Later in the twentieth century the price range of merchandise expanded. Inflation eventually dictated that the stores were no longer able to sell any items for five or ten cents, and were then referred to as "variety stores" or more commonly dollar stores. Using the Historical Consumer Price Index for Jan 1913 (9.8) and Jan 2009 (211.143), the rate of inflation change is 2,067%. Therefore, $0.05 in Jan 1913 when adjusted for inflation is $1.08 in Jan 2009 dollars.[4]

Well-known dimestore companies included: [5]

Of these, only Duckwall-ALCO and Ben Franklin continue to exist in this form, while Kresge and Walton's went on to become mega-retailers Kmart and Wal-Mart. Beginning around the 1960s, others tried the larger "discount store" format as well, such as W.T. Grant, Woolworth's Woolco stores, and TG&Y Family Centers.

Among today's dollar stores are:


In Spain there are Todo a 100 shops ("everything for 100 pesetas" (0.60 €)), although due to the introduction of the euro and inflation, most products cost a multiple of 0.60 or 1 euro. Most of these shops maintain their name in pesetas, and most of them have been renamed as Casi todo a 100 ("almost everything for 100 [pesetas]"), Todo a 100, 300, 500 y más ("everything for 100, 300, 500 or more") or Todo a un euro. Colloquially, the expression "todo a 100" implies that something is either cheap, kitsch or low quality.

In Portugal there were Trezentos' shops ("Store of the 300 (escudos)" (1.50€)), but with the introduction of the Euro currency, this designation is not used nowadays and the terms 'bazar' or 'euro store' are preferred.

In Germany, there are ToBi (Total Billig, which translates as "Totally Inexpensive") stores where most items cost one or two Euro or less.

In the United Kingdom, "pound shops" are common, where everything costs £1; some lower-value items may be sold on the basis of 2, 3, or 4 for £1.[6] Not all stores with "pound" in their name use a fixed pricing model, for example Poundstretcher sells many items at higher prices.

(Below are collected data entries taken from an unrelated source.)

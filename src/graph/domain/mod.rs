//! Domain model for task dependencies.
//!
//! The dependency edge set must stay acyclic at all times;
//! [`DependencyGraph::add_edge`] is the guard that protects that invariant.

mod critical_path;
mod dependency;
mod error;
mod graph;

pub use critical_path::{CriticalPath, TaskSchedule, compute_critical_path};
pub use dependency::{DependencyType, TaskDependency};
pub use error::CircularDependencyError;
pub use graph::DependencyGraph;
//! Diesel schema for task persistence.

diesel::table! {
    /// Task records.
    tasks (id) {
        /// Task identifier.
        id -> Uuid,
        /// Task type.
        #[max_length = 20]
        task_type -> Varchar,
        /// Title.
        #[max_length = 255]
        title -> Varchar,
        /// Free-form description.
        description -> Nullable<Text>,
        /// Workflow state identifier.
        #[max_length = 100]
        status -> Varchar,
        /// Priority.
        #[max_length = 20]
        priority -> Varchar,
        /// Parent task identifier.
        parent_id -> Nullable<Uuid>,
        /// Story-point estimate.
        estimate -> Nullable<Int4>,
        /// Time estimate in minutes.
        time_estimate_minutes -> Nullable<Int8>,
        /// Logged time in minutes.
        actual_time_minutes -> Nullable<Int8>,
        /// Assignee identifier.
        #[max_length = 255]
        assignee -> Nullable<Varchar>,
        /// Label set as a JSON array.
        labels -> Jsonb,
        /// Sprint identifier.
        sprint_id -> Nullable<Uuid>,
        /// Completion timestamp.
        completed_at -> Nullable<Timestamptz>,
        /// Cycle time in seconds, set on completion.
        cycle_time_seconds -> Nullable<Int8>,
        /// Lead time in seconds, set on completion.
        lead_time_seconds -> Nullable<Int8>,
        /// Creation timestamp.
        created_at -> Timestamptz,
        /// Last update timestamp.
        updated_at -> Timestamptz,
        /// Optimistic concurrency version.
        version -> Int8,
    }
}

diesel::table! {
    /// Dependency edges between tasks.
    task_dependencies (task_id, depends_on_id) {
        /// Dependent task.
        task_id -> Uuid,
        /// Predecessor task.
        depends_on_id -> Uuid,
        /// Dependency type.
        #[max_length = 20]
        dependency_type -> Varchar,
        /// Lag in minutes.
        lag_minutes -> Int8,
    }
}

diesel::table! {
    /// Append-only transition log.
    state_transitions (id) {
        /// Append sequence.
        id -> Int8,
        /// Task the record belongs to.
        task_id -> Uuid,
        /// Previous status, absent for the creation record.
        #[max_length = 100]
        from_status -> Nullable<Varchar>,
        /// New status.
        #[max_length = 100]
        to_status -> Varchar,
        /// Acting user.
        #[max_length = 255]
        actor_id -> Varchar,
        /// Transition timestamp.
        transitioned_at -> Timestamptz,
        /// Trigger kind.
        #[max_length = 20]
        triggered_by -> Varchar,
        /// Seconds spent in the previous status.
        duration_in_state_seconds -> Nullable<Int8>,
    }
}

diesel::allow_tables_to_appear_in_same_query!(tasks, task_dependencies, state_transitions);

In the Netherlands, one of the largest department store chains, the HEMA, used to sell goods using standard prices, with everything having a Standard price of 10, 25 or 50 cents, and later also 75 and 100 cents. After World War II, this model could not be sustained and the standard pricing system was abandoned. [7] HEMA is the abbreviation of Dutch standardized prices company (in Dutch: Hollandse Eenheids Prijzen Maatschappij). The HEMA has some 500 stores per 2011 and operates also in Belgium, Germany and France. Stores:

  • In Belgium: HEMA.
  • In France: HEMA, Prisunic, Monoprix, Uniprix, M. 1-2-3
  • In Germany: EuroShop, HEMA, Pfennigland, TEDi
  • In Italy: NINEtNINE cent paradise
  • In Ireland: Euro 2
  • In Luxembourg: HEMA
  • In Malta: Tal-Lira
  • In the Netherlands: Euroland, HEMA.
  • In Norway: Tier´n[citation needed], which is a colloquialism for ten kroner = USD 1.75.
  • In Sweden: Bubbeltian, called by some Tian, which is colloquial for ten kronor (crowns) = USD 1.60. Another chain that has been spreading in Sweden during the last seven years is Dollarstore,[8] a chain where everything costs either 10, 20, 30, 40, 50 and steps of 50 up to 500 SEK which is roughly equal one, two, three, four, five or ten dollars (it is not related to the American store.)
  • In United Kingdom: Poundland, Poundworld, Poundwise, Poundstretcher, 99p Stores
  • In Denmark: Tiger, which means tiger as well as being a pun on the word for the Danish ten-krone coin. The chain is owned by the company "Zebra" and recently began releasing original music, after a campaign on the company's website found them several artists.
  • In Russia: Fixprice (36 rubles)


In Japan, 100-yen shops (百円ショップ hyaku-en shoppu or 百均 hyakkin) have been proliferating across Japan since around 2001. This is considered by some an effect of decade-long recession of the Japanese economy. Despite the emphasis on value, however, some items, such as chocolate bars, may be priced higher than they are at other stores, such as supermarkets.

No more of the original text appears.